Possibly, but changing a TrueType font is not as easy as changing a
bitmap font, and those all come with several variants of licences
that may or may not be feasible to use (though that is not currently
my concern). I’m more opposed to trying to hack something that comes
“close” to my current solution when I have a currently-working solution
which I know and can maintain (well, the font and console side), and
where I know I won’t have to occasionally hack stuff into.

Additionally, only bitmap fonts can have pixel-perfect rendering (at
one size only, but better than blurry rendering at all sizes), and
hinting is a whole different class of font design.

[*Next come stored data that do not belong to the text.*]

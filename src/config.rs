//! Machine configuration.
//!
//! Defaults describe a stock LC-3: full 64K memory, trap vector table at
//! x0000, user programs at x3000, and the standard I/O traps handled
//! natively. A JSON document with any subset of the fields can override
//! them.

use crate::cpu::memory::ADDRESS_SPACE_SIZE;
use crate::word::Word;
use serde::{Deserialize, Serialize};
use thiserror::Error;

/// Start of the trap vector table.
pub const TRAP_TABLE_BASE: Word = 0x0000;

/// Conventional load address for user programs.
pub const USER_SPACE: Word = 0x3000;

/// Prompt printed by the IN trap.
pub const DEFAULT_INPUT_PROMPT: &str = "\nInput a character> ";

/// Tunable parameters of a simulated machine.
#[derive(Debug, Clone, PartialEq, Eq, Serialize, Deserialize)]
#[serde(default)]
pub struct MachineConfig {
    /// Number of words of backing memory (1 to 65,536).
    pub memory_size: usize,
    /// Address of the first trap vector table entry.
    pub trap_table_base: Word,
    /// PC after a reset when no image origin is given.
    pub reset_pc: Word,
    /// Handle GETC/OUT/PUTS/IN/PUTSP/HALT natively instead of jumping
    /// through the trap vector table.
    pub builtin_traps: bool,
    /// Text written by the IN trap before reading.
    pub input_prompt: String,
}

impl Default for MachineConfig {
    fn default() -> Self {
        Self {
            memory_size: ADDRESS_SPACE_SIZE,
            trap_table_base: TRAP_TABLE_BASE,
            reset_pc: USER_SPACE,
            builtin_traps: true,
            input_prompt: DEFAULT_INPUT_PROMPT.to_string(),
        }
    }
}

impl MachineConfig {
    /// Parse a configuration from JSON and validate it.
    pub fn from_json(json: &str) -> Result<Self, ConfigError> {
        let config: Self =
            serde_json::from_str(json).map_err(|e| ConfigError::Parse(e.to_string()))?;
        config.validate()?;
        Ok(config)
    }

    /// Check that every field is usable.
    pub fn validate(&self) -> Result<(), ConfigError> {
        if self.memory_size == 0 || self.memory_size > ADDRESS_SPACE_SIZE {
            return Err(ConfigError::MemorySize(self.memory_size));
        }
        Ok(())
    }
}

/// Errors in a machine configuration.
#[derive(Debug, Clone, PartialEq, Eq, Error)]
pub enum ConfigError {
    #[error("memory size {0} is outside 1..=65536 words")]
    MemorySize(usize),

    #[error("invalid configuration: {0}")]
    Parse(String),
}
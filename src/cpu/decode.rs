//! Instruction decoder for the LC-3.
//!
//! Every instruction is a single 16-bit word. Bits 15-12 select the
//! opcode; the remaining twelve bits are split into register fields,
//! immediates and PC offsets depending on the opcode.
//!
//! Decoding is total. Words that do not name a supported instruction,
//! including encodings with wrong fixed bits, become
//! [`Instruction::Reserved`] and fail only when executed.

use crate::cpu::registers::{ConditionCodes, Register};
use crate::cpu::trap::TrapVector;
use crate::word::fields::{
    self, bit, bits, dr, opcode, sign_extend, sr1, sr2, truncate, IMM5, OFFSET6, PC_OFFSET11,
    PC_OFFSET9, TRAP_VECT8,
};
use crate::word::{SignedWord, Word};
use serde::{Deserialize, Serialize};

// ============================================================================
// Operand shapes
// ============================================================================

/// Three-register form: `DR <- SR1 op SR2`.
#[derive(Debug, Clone, Copy, PartialEq, Eq, Hash, Serialize, Deserialize)]
pub struct RegisterOperands {
    pub dest: Register,
    pub src1: Register,
    pub src2: Register,
}

/// Register plus 5-bit immediate form: `DR <- SR1 op imm5`.
#[derive(Debug, Clone, Copy, PartialEq, Eq, Hash, Serialize, Deserialize)]
pub struct ImmediateOperands {
    pub dest: Register,
    pub src1: Register,
    /// Sign-extended immediate, `-16..=15`.
    pub imm: SignedWord,
}

/// Second-operand selection for ADD and AND (bit 5 of the encoding).
#[derive(Debug, Clone, Copy, PartialEq, Eq, Hash, Serialize, Deserialize)]
pub enum AluOperands {
    Register(RegisterOperands),
    Immediate(ImmediateOperands),
}

/// Two-register form used by NOT.
#[derive(Debug, Clone, Copy, PartialEq, Eq, Hash, Serialize, Deserialize)]
pub struct UnaryOperands {
    pub dest: Register,
    pub src: Register,
}

/// Register plus 9-bit PC offset, used by LD, LDI, LEA, ST and STI.
#[derive(Debug, Clone, Copy, PartialEq, Eq, Hash, Serialize, Deserialize)]
pub struct PcOffsetOperands {
    /// Destination for loads, source for stores.
    pub reg: Register,
    /// Sign-extended offset from the incremented PC, `-256..=255`.
    pub offset: SignedWord,
}

/// Register plus base register plus 6-bit offset, used by LDR and STR.
#[derive(Debug, Clone, Copy, PartialEq, Eq, Hash, Serialize, Deserialize)]
pub struct BaseOffsetOperands {
    /// Destination for LDR, source for STR.
    pub reg: Register,
    pub base: Register,
    /// Sign-extended offset from the base register, `-32..=31`.
    pub offset: SignedWord,
}

/// The `nzp` bits of a BR instruction.
#[derive(Debug, Clone, Copy, PartialEq, Eq, Hash, Default, Serialize, Deserialize)]
pub struct BranchMask {
    pub n: bool,
    pub z: bool,
    pub p: bool,
}

impl BranchMask {
    /// Mask that matches every condition (`BR` / `BRnzp`).
    pub const ALWAYS: BranchMask = BranchMask { n: true, z: true, p: true };
    /// Mask that never matches (an encoded no-op).
    pub const NEVER: BranchMask = BranchMask { n: false, z: false, p: false };

    /// Build from the 3-bit `nzp` field (n is the high bit).
    pub const fn from_bits(nzp: Word) -> Self {
        Self {
            n: nzp & 0b100 != 0,
            z: nzp & 0b010 != 0,
            p: nzp & 0b001 != 0,
        }
    }

    /// The 3-bit `nzp` field.
    pub const fn to_bits(self) -> Word {
        ((self.n as Word) << 2) | ((self.z as Word) << 1) | (self.p as Word)
    }

    /// Whether a branch with this mask is taken under `cc`.
    pub const fn matches(self, cc: ConditionCodes) -> bool {
        (self.n && cc.negative()) || (self.z && cc.zero()) || (self.p && cc.positive())
    }
}

/// BR operands.
#[derive(Debug, Clone, Copy, PartialEq, Eq, Hash, Serialize, Deserialize)]
pub struct BranchOperands {
    pub mask: BranchMask,
    /// Sign-extended offset from the incremented PC, `-256..=255`.
    pub offset: SignedWord,
}

/// Target selection for JSR / JSRR (bit 11 of the encoding).
#[derive(Debug, Clone, Copy, PartialEq, Eq, Hash, Serialize, Deserialize)]
pub enum SubroutineTarget {
    /// JSR: 11-bit offset from the incremented PC, `-1024..=1023`.
    PcRelative { offset: SignedWord },
    /// JSRR: address held in a base register.
    Register(Register),
}

// ============================================================================
// Instruction
// ============================================================================

/// A decoded LC-3 instruction.
#[derive(Debug, Clone, Copy, PartialEq, Eq, Hash, Serialize, Deserialize)]
pub enum Instruction {
    /// `DR <- SR1 + (SR2 | imm5)`
    Add(AluOperands),
    /// `DR <- SR1 & (SR2 | imm5)`
    And(AluOperands),
    /// `DR <- !SR`
    Not(UnaryOperands),
    /// Conditional PC-relative branch.
    Branch(BranchOperands),
    /// `PC <- BaseR` (RET is `JMP R7`).
    Jump { base: Register },
    /// `R7 <- PC; PC <- target`
    JumpSubroutine(SubroutineTarget),
    /// LD: `DR <- mem[PC + offset9]`
    Load(PcOffsetOperands),
    /// LDI: `DR <- mem[mem[PC + offset9]]`
    LoadIndirect(PcOffsetOperands),
    /// LDR: `DR <- mem[BaseR + offset6]`
    LoadBaseOffset(BaseOffsetOperands),
    /// LEA: `DR <- PC + offset9`
    LoadEffectiveAddress(PcOffsetOperands),
    /// ST: `mem[PC + offset9] <- SR`
    Store(PcOffsetOperands),
    /// STI: `mem[mem[PC + offset9]] <- SR`
    StoreIndirect(PcOffsetOperands),
    /// STR: `mem[BaseR + offset6] <- SR`
    StoreBaseOffset(BaseOffsetOperands),
    /// System call through the trap vector table.
    Trap(TrapVector),
    /// Reserved opcode or malformed encoding; illegal to execute.
    Reserved { word: Word },
}

impl Instruction {
    /// Whether this is the reserved / illegal variant.
    pub const fn is_reserved(&self) -> bool {
        matches!(self, Instruction::Reserved { .. })
    }

    /// The absolute address a PC-relative operand refers to, for an
    /// instruction fetched from `pc`.
    ///
    /// Returns `None` for instructions without a PC-relative operand.
    pub fn target(&self, pc: Word) -> Option<Word> {
        let offset = match self {
            Instruction::Branch(ops) => ops.offset,
            Instruction::Load(ops)
            | Instruction::LoadIndirect(ops)
            | Instruction::LoadEffectiveAddress(ops)
            | Instruction::Store(ops)
            | Instruction::StoreIndirect(ops) => ops.offset,
            Instruction::JumpSubroutine(SubroutineTarget::PcRelative { offset }) => *offset,
            _ => return None,
        };
        Some(pc.wrapping_add(1).wrapping_add_signed(offset))
    }
}

/// Opcode values, `IR[15:12]`.
#[derive(Debug, Clone, Copy)]
struct Opcode;

impl Opcode {
    const BR: Word = 0b0000;
    const ADD: Word = 0b0001;
    const LD: Word = 0b0010;
    const ST: Word = 0b0011;
    const JSR: Word = 0b0100;
    const AND: Word = 0b0101;
    const LDR: Word = 0b0110;
    const STR: Word = 0b0111;
    const NOT: Word = 0b1001;
    const LDI: Word = 0b1010;
    const STI: Word = 0b1011;
    const JMP: Word = 0b1100;
    const LEA: Word = 0b1110;
    const TRAP: Word = 0b1111;
    // 0b1000 (RTI) and 0b1101 are not executable here and decode as reserved.
}

// ============================================================================
// Decode
// ============================================================================

/// Decode a 16-bit instruction word.
///
/// Never fails: unknown opcodes and malformed encodings produce
/// [`Instruction::Reserved`] carrying the raw word.
pub fn decode(word: Word) -> Instruction {
    let decoded = match opcode(word) {
        Opcode::BR => Some(Instruction::Branch(BranchOperands {
            mask: BranchMask::from_bits(dr(word)),
            offset: sign_extend(word, PC_OFFSET9),
        })),
        Opcode::ADD => decode_alu(word).map(Instruction::Add),
        Opcode::AND => decode_alu(word).map(Instruction::And),
        Opcode::NOT => (bits(word, 5, 0) == 0b11_1111).then(|| {
            Instruction::Not(UnaryOperands {
                dest: Register::from_field(dr(word)),
                src: Register::from_field(sr1(word)),
            })
        }),
        Opcode::JMP => (dr(word) == 0 && bits(word, 5, 0) == 0).then(|| Instruction::Jump {
            base: Register::from_field(sr1(word)),
        }),
        Opcode::JSR => decode_jsr(word).map(Instruction::JumpSubroutine),
        Opcode::LD => Some(Instruction::Load(pc_offset_operands(word))),
        Opcode::LDI => Some(Instruction::LoadIndirect(pc_offset_operands(word))),
        Opcode::LEA => Some(Instruction::LoadEffectiveAddress(pc_offset_operands(word))),
        Opcode::ST => Some(Instruction::Store(pc_offset_operands(word))),
        Opcode::STI => Some(Instruction::StoreIndirect(pc_offset_operands(word))),
        Opcode::LDR => Some(Instruction::LoadBaseOffset(base_offset_operands(word))),
        Opcode::STR => Some(Instruction::StoreBaseOffset(base_offset_operands(word))),
        Opcode::TRAP => (bits(word, 11, 8) == 0)
            .then(|| Instruction::Trap(TrapVector(bits(word, 7, 0) as u8))),
        _ => None,
    };

    decoded.unwrap_or(Instruction::Reserved { word })
}

/// ADD / AND operand layout, selected by bit 5.
fn decode_alu(word: Word) -> Option<AluOperands> {
    let dest = Register::from_field(dr(word));
    let src1 = Register::from_field(sr1(word));

    if bit(word, 5) {
        Some(AluOperands::Immediate(ImmediateOperands {
            dest,
            src1,
            imm: sign_extend(word, IMM5),
        }))
    } else if bits(word, 4, 3) == 0 {
        Some(AluOperands::Register(RegisterOperands {
            dest,
            src1,
            src2: Register::from_field(sr2(word)),
        }))
    } else {
        None
    }
}

/// JSR / JSRR layout, selected by bit 11.
fn decode_jsr(word: Word) -> Option<SubroutineTarget> {
    if bit(word, 11) {
        Some(SubroutineTarget::PcRelative {
            offset: sign_extend(word, PC_OFFSET11),
        })
    } else if bits(word, 10, 9) == 0 && bits(word, 5, 0) == 0 {
        Some(SubroutineTarget::Register(Register::from_field(sr1(word))))
    } else {
        None
    }
}

fn pc_offset_operands(word: Word) -> PcOffsetOperands {
    PcOffsetOperands {
        reg: Register::from_field(dr(word)),
        offset: sign_extend(word, PC_OFFSET9),
    }
}

fn base_offset_operands(word: Word) -> BaseOffsetOperands {
    BaseOffsetOperands {
        reg: Register::from_field(dr(word)),
        base: Register::from_field(sr1(word)),
        offset: sign_extend(word, OFFSET6),
    }
}

// ============================================================================
// Encode
// ============================================================================

/// Encode an instruction back to its 16-bit word.
///
/// Immediates and offsets are truncated to their field width, so an
/// instruction built by hand with an out-of-range offset encodes to the
/// wrapped value. `Reserved` encodes to the word it was decoded from.
pub fn encode(instr: &Instruction) -> Word {
    match *instr {
        Instruction::Add(ops) => encode_alu(Opcode::ADD, ops),
        Instruction::And(ops) => encode_alu(Opcode::AND, ops),
        Instruction::Not(UnaryOperands { dest, src }) => {
            let word = with_registers(Opcode::NOT, dest, src);
            fields::insert(word, 0b11_1111, 5, 0)
        }
        Instruction::Branch(BranchOperands { mask, offset }) => {
            let word = fields::insert(Opcode::BR << 12, mask.to_bits(), 11, 9);
            word | truncate(offset, PC_OFFSET9)
        }
        Instruction::Jump { base } => fields::insert(Opcode::JMP << 12, register_bits(base), 8, 6),
        Instruction::JumpSubroutine(SubroutineTarget::PcRelative { offset }) => {
            (Opcode::JSR << 12) | (1 << 11) | truncate(offset, PC_OFFSET11)
        }
        Instruction::JumpSubroutine(SubroutineTarget::Register(base)) => {
            fields::insert(Opcode::JSR << 12, register_bits(base), 8, 6)
        }
        Instruction::Load(ops) => encode_pc_offset(Opcode::LD, ops),
        Instruction::LoadIndirect(ops) => encode_pc_offset(Opcode::LDI, ops),
        Instruction::LoadEffectiveAddress(ops) => encode_pc_offset(Opcode::LEA, ops),
        Instruction::Store(ops) => encode_pc_offset(Opcode::ST, ops),
        Instruction::StoreIndirect(ops) => encode_pc_offset(Opcode::STI, ops),
        Instruction::LoadBaseOffset(ops) => encode_base_offset(Opcode::LDR, ops),
        Instruction::StoreBaseOffset(ops) => encode_base_offset(Opcode::STR, ops),
        Instruction::Trap(TrapVector(vector)) => {
            (Opcode::TRAP << 12) | (Word::from(vector) & fields::mask(TRAP_VECT8))
        }
        Instruction::Reserved { word } => word,
    }
}

#[inline]
fn register_bits(reg: Register) -> Word {
    Word::from(reg.index())
}

/// Opcode plus the `[11:9]` and `[8:6]` register fields.
fn with_registers(op: Word, r1: Register, r2: Register) -> Word {
    let word = fields::insert(op << 12, register_bits(r1), 11, 9);
    fields::insert(word, register_bits(r2), 8, 6)
}

fn encode_alu(op: Word, ops: AluOperands) -> Word {
    match ops {
        AluOperands::Register(RegisterOperands { dest, src1, src2 }) => {
            with_registers(op, dest, src1) | register_bits(src2)
        }
        AluOperands::Immediate(ImmediateOperands { dest, src1, imm }) => {
            with_registers(op, dest, src1) | (1 << 5) | truncate(imm, IMM5)
        }
    }
}

fn encode_pc_offset(op: Word, ops: PcOffsetOperands) -> Word {
    fields::insert(op << 12, register_bits(ops.reg), 11, 9) | truncate(ops.offset, PC_OFFSET9)
}

fn encode_base_offset(op: Word, ops: BaseOffsetOperands) -> Word {
    with_registers(op, ops.reg, ops.base) | truncate(ops.offset, OFFSET6)
}
//! CPU emulation for the LC-3.
//!
//! This module implements the architectural core:
//! - 16-bit word-addressed memory (up to 65,536 cells)
//! - 8 general-purpose registers, PC and N/Z/P condition codes
//! - 15-opcode instruction set with trap-based I/O

pub mod decode;
pub mod execute;
pub mod memory;
pub mod registers;
pub mod trap;

pub use decode::{decode, encode, Instruction};
pub use execute::{Machine, MachineSnapshot, RunState, RunSummary, StepFailure, StepOutcome};
pub use memory::{AddressOutOfBounds, LoadError, Memory};
pub use registers::{ConditionCodes, InvalidRegisterAddress, Register, Registers};
pub use trap::TrapVector;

Finally, having things look the same between xterm and a web browser
helps a lot, visually, especially when switching between them often
(think ergonomy). And since xterm actually works b̲e̲t̲t̲e̲r̲ with bitmap
fonts (and is very ugly with most truetype fonts), I’m not going to
change that… on the contrary, I’ve brought my bitmap fonts to other
environments (Linux framebuffer console, PXELINUX, GNU GRUB) as well
to have a more consistent UI.

> > To be honest, I’m a bit offended that I have to defend wishing to use
> > a bitmap font here — can’t you just take this as user’s requirement?
>
> I understand that, but implementing (and maintaining) support for it will
> require engineering resources, which are a scarce commodity. So its
> importance/urgency needs to be weighed against whatever else the engineers
> might be working on; and to evaluate that, it helps to understand why a user
> is asking for this particular feature, and what alternatives might or might
> not be available.

OK, granted. But, as I already stated, I’m willing to put the occasional
monetary bounty on keeping it working. Not too much, as I do this as a
private individual from whatever low salary I get as a code monkey for
a dayjob, but definitely willing. Maybe this helps weighing…

… as for the rest, I hope I explained my motivations somewhat.
FWIW, I removed the gfx.font_rendering.fontconfig.fontlist.enabled code path in bug 1285533. I understand that this functionality was valuable to you, but it let us remove 3800 lines of otherwise unused and untested code. If the bitmap fonts functionality is valuable too you, I encourage you to investigate what would be need to add support back. However, I'd suggest that switching to a more future proof font might be a better use of your resources.
But thanks to lsalzman this should now be fixed.
Status: UNCONFIRMED → RESOLVED
Closed: 7 years ago
Resolution: --- → DUPLICATE
(In reply to Jeff Muizelaar [:jrmuizel] from comment #14)
> But thanks to lsalzman this should now be fixed.

Ah cool! I’ll have to test a nightly build tomorrow then, I guess.